Aiken Standard ^ | January 23, 2012 | Jack Devine

Posted on 01/27/2012 4:39:38 AM PST by upchuck

The week before Christmas, my wife and I finalized the sale of our house in California, packed a minivan with the last remnants of our years there, and headed back east.

It was a bittersweet goodbye. We'd lived in California full time or part time since 1985, and for the last 17 years right by the Pacific Ocean - a stunningly beautiful spot.

When we first arrived in the San Francisco Bay Area in '85 for what was expected to be a three-year stay it was as if we'd stumbled into the Garden of Eden. Perfect, predictable weather for months at a time, brilliant sunshine, breathtaking scenery, no mosquitoes (really), warm days and cool evenings, orange and grapefruit trees in the backyard, Napa Valley, Big Sur, Squaw Valley, Yosemite all within easy driving distance.

We'd just left mid-winter cold and gray Pennsylvania, and I thought of the movie "Wizard of Oz" when black and white of Kansas shifted to brilliant Technicolor in Dorothy's dream. We were hooked and we stayed.

Our decision 26 years later to part ways with sunny California was driven primarily by family considerations - but there was an underlying factor as well: California may be as beautiful as ever, but the state is in a death spiral, locked in political and economic chaos, hopelessly in debt and showing little inclination to dig itself out.

At a time when tax revenues are desperately needed, businesses are leaving the state and few are coming in. The politicians plan to attack their deficit problem by raising taxes on the wealthy. They seem not to understand that:

1. Even if the state takes it all, there's not enough money in those wealthy folks' pockets to make a much of a dent in the deficit;

2. Killing the goose that lays the golden eggs is always a bad idea. Wealthy people pay a large fraction of taxes, they create jobs in the businesses they operate or invest in - and some will choose not be stick around in California to keep doing so.
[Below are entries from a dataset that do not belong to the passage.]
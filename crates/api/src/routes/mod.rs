pub mod health;
pub mod jobs;
pub mod panoramas;
pub mod stitch;

use axum::Router;

use crate::state::AppState;

/// Build the `/api/v1` route tree.
///
/// Route hierarchy:
///
/// ```text
/// /stitch                                          synchronous stitch (POST, JSON)
/// /stitch/upload                                   synchronous stitch (POST, multipart)
///
/// /jobs                                            list, submit background job
/// /jobs/{id}                                       job record with trace
/// /jobs/{id}/cancel                                cancel running job (POST)
///
/// /panoramas/{job_id}/{file_name}                  download published panorama
/// ```
pub fn api_routes() -> Router<AppState> {
    Router::new()
        .nest("/stitch", stitch::router())
        .nest("/jobs", jobs::router())
        .nest("/panoramas", panoramas::router())
}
The impacts are becoming more and more visible. City services are disappearing. Last year, I had to get a permit from the city and then hire a contractor, at my expense, to repair the city street in front of our house. The city acknowledged the problem but had no money to fix our street.

The most bizarre part is that Californians (based on my wholly unscientific observation) seem oblivious to - or at worst just a bit irritated by - the steady deterioration of their state. Like the laboratory frog sitting in the pan of ever-hotter water, they seem only to notice their current condition, not its trajectory.
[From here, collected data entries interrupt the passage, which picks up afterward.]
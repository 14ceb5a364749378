//! Durable job records.
//!
//! A [`JobRecord`] is the persisted projection of a [`Job`]: it is written
//! when the job is created, after every transition, and once more when the
//! job terminates, so clients can poll and a restarted service can tell
//! which jobs were cut off mid-flight.

use std::collections::HashMap;

use serde::{Deserialize, Serialize};
use tokio::sync::RwLock;

use crate::failure::FailureKind;
use crate::job::{Job, JobState};
use crate::trace::TraceEntry;
use crate::types::{JobId, Timestamp};

/// Message stored on jobs found unfinished at startup.
pub const INTERRUPTED_MESSAGE: &str = "Job interrupted by service restart";

/// Maximum page size for job listing.
pub const MAX_LIST_LIMIT: i64 = 100;

#[derive(Debug, Clone, PartialEq, Serialize, Deserialize)]
#[serde(rename_all = "camelCase")]
pub struct JobRecord {
    pub id: JobId,
    pub human_name: String,
    pub project_name: String,
    pub source_count: i32,
    pub state: JobState,
    pub failure_kind: Option<FailureKind>,
    pub error: Option<String>,
    pub detail: Option<String>,
    pub result_ref: Option<String>,
    #[serde(default, skip_serializing_if = "Option::is_none")]
    pub thumbnail_ref: Option<String>,
    pub trace: Vec<TraceEntry>,
    pub created_at: Timestamp,
    pub updated_at: Timestamp,
}

impl JobRecord {
    /// Snapshot the current state of `job`.
    pub fn from_job(job: &Job) -> Self {
        let failure = job.failure();
        Self {
            id: job.id(),
            human_name: job.human_name().to_string(),
            project_name: job.project_name().to_string(),
            source_count: i32::try_from(job.source_refs().len()).unwrap_or(i32::MAX),
            state: job.state(),
            failure_kind: failure.map(|f| f.kind),
            error: failure.map(|f| f.message.clone()),
            detail: failure.and_then(|f| f.detail.clone()),
            result_ref: job.result_ref().map(str::to_string),
            thumbnail_ref: job.thumbnail_ref().map(str::to_string),
            trace: job.trace().snapshot(),
            created_at: job.created_at(),
            updated_at: chrono::Utc::now(),
        }
    }
}

#[derive(Debug, thiserror::Error)]
pub enum StoreError {
    #[error("Job store backend error: {0}")]
    Backend(String),

    #[error("Corrupt job record: {0}")]
    Corrupt(String),
}

/// Persistence seam for job records.
#[async_trait::async_trait]
pub trait JobStore: Send + Sync {
    /// Insert or replace the record with `record.id`.
    async fn save(&self, record: &JobRecord) -> Result<(), StoreError>;

    async fn find(&self, id: JobId) -> Result<Option<JobRecord>, StoreError>;

    /// Most recently created records first, at most `limit` (capped).
    async fn list_recent(&self, limit: i64) -> Result<Vec<JobRecord>, StoreError>;

    /// Mark every non-terminal record as failed. Returns how many changed.
    async fn fail_interrupted(&self) -> Result<u64, StoreError>;
}

/// Process-local store used when no database is configured.
#[derive(Debug, Default)]
pub struct InMemoryJobStore {
    records: RwLock<HashMap<JobId, JobRecord>>,
}

impl InMemoryJobStore {
    pub fn new() -> Self {
        Self::default()
    }
}

#[async_trait::async_trait]
impl JobStore for InMemoryJobStore {
    async fn save(&self, record: &JobRecord) -> Result<(), StoreError> {
        self.records
            .write()
            .await
            .insert(record.id, record.clone());
        Ok(())
    }

    async fn find(&self, id: JobId) -> Result<Option<JobRecord>, StoreError> {
        Ok(self.records.read().await.get(&id).cloned())
    }

    async fn list_recent(&self, limit: i64) -> Result<Vec<JobRecord>, StoreError> {
        let limit = limit.clamp(1, MAX_LIST_LIMIT) as usize;
        let mut records: Vec<_> = self.records.read().await.values().cloned().collect();
        records.sort_by(|a, b| b.created_at.cmp(&a.created_at).then(a.id.cmp(&b.id)));
        records.truncate(limit);
        Ok(records)
    }

    async fn fail_interrupted(&self) -> Result<u64, StoreError> {
        let mut records = self.records.write().await;
        let mut changed = 0;
        for record in records.values_mut().filter(|r| !r.state.is_terminal()) {
            record.state = JobState::Failed;
            record.failure_kind = Some(FailureKind::Cancelled);
            record.error = Some(INTERRUPTED_MESSAGE.to_string());
            record.updated_at = chrono::Utc::now();
            changed += 1;
        }
        Ok(changed)
    }
}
The icing on the cake: as we drove out of beautiful Half Moon Bay, perhaps for the last time, there on the street corner was the local Occupy crowd. These were not the young radicals who for no apparent reason had proudly shut down the Port of Oakland, causing financial hardship to plenty of working men and women. These were regular folk, neighbors, enjoying the beautiful weather and waving signs to passing cars, decrying the horribly unfair circumstance of the 99 percent.

Yes, freedom of speech is a fundamental American right, and these people were exercising it respectfully. But they seem stuck in the conviction that faced with anything they don't like, their civic responsibility is primarily to complain, loudly and publically. And then they continue to vote in the same crowd and support the same loony policies.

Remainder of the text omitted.